Exercise details: Count up the lines below in which the string "RequestStatus" appears. The reply should be that number alone.

________________________________________

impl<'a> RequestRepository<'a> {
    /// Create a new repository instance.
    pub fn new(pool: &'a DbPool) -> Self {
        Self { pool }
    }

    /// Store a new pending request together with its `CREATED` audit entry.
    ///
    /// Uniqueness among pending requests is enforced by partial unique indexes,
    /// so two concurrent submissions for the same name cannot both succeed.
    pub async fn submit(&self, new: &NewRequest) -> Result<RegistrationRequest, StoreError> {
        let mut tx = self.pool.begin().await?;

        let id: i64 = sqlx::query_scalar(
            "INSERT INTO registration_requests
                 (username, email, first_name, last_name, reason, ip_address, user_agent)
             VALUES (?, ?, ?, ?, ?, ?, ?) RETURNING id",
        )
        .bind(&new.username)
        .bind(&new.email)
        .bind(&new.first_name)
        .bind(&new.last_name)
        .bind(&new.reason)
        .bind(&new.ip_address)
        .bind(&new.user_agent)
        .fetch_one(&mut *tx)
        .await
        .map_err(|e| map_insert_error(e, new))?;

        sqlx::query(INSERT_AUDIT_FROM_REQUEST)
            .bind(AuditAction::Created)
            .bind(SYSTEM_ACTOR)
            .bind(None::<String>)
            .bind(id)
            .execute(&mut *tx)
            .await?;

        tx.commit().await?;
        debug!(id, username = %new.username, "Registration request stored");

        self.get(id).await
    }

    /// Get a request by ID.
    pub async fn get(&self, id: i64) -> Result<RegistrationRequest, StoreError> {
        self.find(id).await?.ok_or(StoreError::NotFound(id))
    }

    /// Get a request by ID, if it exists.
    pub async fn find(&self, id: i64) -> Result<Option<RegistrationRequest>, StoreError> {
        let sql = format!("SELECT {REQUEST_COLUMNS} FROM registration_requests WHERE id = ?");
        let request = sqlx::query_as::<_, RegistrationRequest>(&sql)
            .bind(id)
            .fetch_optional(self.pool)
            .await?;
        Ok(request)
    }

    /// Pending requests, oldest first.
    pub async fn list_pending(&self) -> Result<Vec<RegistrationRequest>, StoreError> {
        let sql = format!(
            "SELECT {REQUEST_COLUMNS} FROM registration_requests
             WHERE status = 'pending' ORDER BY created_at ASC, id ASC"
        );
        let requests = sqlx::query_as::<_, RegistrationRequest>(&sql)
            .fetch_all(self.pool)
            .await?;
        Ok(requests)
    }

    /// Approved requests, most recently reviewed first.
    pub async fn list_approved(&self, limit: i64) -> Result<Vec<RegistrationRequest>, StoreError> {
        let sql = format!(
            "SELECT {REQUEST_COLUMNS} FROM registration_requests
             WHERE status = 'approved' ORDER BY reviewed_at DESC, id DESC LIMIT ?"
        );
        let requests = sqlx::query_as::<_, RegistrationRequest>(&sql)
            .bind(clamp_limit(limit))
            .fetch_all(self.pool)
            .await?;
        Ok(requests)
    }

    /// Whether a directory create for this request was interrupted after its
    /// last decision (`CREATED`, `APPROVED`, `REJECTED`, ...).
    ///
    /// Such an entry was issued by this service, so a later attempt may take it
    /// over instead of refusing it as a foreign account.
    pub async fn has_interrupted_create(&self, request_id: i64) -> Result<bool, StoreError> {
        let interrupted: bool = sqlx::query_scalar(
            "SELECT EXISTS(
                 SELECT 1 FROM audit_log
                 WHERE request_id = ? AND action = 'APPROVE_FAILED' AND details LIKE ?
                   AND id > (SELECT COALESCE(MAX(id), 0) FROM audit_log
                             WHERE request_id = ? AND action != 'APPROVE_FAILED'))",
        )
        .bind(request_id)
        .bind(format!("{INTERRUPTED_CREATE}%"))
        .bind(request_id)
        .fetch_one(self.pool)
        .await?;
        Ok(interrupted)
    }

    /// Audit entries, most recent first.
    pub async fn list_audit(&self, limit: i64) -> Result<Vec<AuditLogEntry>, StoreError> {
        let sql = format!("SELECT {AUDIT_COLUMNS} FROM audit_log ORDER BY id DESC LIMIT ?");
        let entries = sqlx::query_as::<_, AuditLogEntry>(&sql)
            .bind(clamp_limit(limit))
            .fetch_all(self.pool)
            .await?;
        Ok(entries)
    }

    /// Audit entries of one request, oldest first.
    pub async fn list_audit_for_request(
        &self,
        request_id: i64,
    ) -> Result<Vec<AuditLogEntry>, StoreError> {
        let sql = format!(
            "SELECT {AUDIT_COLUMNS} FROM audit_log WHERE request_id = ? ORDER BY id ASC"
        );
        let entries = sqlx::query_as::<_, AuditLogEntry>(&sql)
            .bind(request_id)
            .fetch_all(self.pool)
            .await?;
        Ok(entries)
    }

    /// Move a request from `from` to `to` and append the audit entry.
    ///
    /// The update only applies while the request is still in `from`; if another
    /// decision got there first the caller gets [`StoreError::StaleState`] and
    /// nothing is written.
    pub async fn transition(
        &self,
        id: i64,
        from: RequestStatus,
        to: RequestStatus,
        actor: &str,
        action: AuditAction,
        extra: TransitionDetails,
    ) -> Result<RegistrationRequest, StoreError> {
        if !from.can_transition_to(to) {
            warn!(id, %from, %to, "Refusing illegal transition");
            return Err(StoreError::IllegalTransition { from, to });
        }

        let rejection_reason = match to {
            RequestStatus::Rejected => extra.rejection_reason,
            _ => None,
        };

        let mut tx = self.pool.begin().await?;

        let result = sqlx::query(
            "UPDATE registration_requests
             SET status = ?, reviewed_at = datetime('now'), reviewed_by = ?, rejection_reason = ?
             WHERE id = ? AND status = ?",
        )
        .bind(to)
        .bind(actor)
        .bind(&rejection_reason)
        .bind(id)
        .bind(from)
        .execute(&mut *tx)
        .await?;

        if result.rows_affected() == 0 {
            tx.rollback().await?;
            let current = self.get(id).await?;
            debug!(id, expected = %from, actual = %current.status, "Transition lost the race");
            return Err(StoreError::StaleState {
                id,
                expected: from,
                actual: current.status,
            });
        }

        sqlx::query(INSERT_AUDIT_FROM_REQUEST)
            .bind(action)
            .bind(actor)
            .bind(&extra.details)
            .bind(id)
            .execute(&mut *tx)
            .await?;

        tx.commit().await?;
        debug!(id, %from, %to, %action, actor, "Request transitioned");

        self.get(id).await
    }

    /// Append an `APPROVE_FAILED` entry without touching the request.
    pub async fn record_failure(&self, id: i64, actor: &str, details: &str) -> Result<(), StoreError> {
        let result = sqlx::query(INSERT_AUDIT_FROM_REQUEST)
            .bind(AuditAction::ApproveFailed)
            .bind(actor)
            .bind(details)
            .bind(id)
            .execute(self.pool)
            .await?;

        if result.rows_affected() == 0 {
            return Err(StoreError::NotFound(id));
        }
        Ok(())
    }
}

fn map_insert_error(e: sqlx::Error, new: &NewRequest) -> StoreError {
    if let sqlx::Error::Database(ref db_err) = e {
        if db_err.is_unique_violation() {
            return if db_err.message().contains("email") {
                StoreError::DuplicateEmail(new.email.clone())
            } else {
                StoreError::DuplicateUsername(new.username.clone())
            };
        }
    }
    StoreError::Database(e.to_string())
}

________________________________________

Solution to the exercise: 3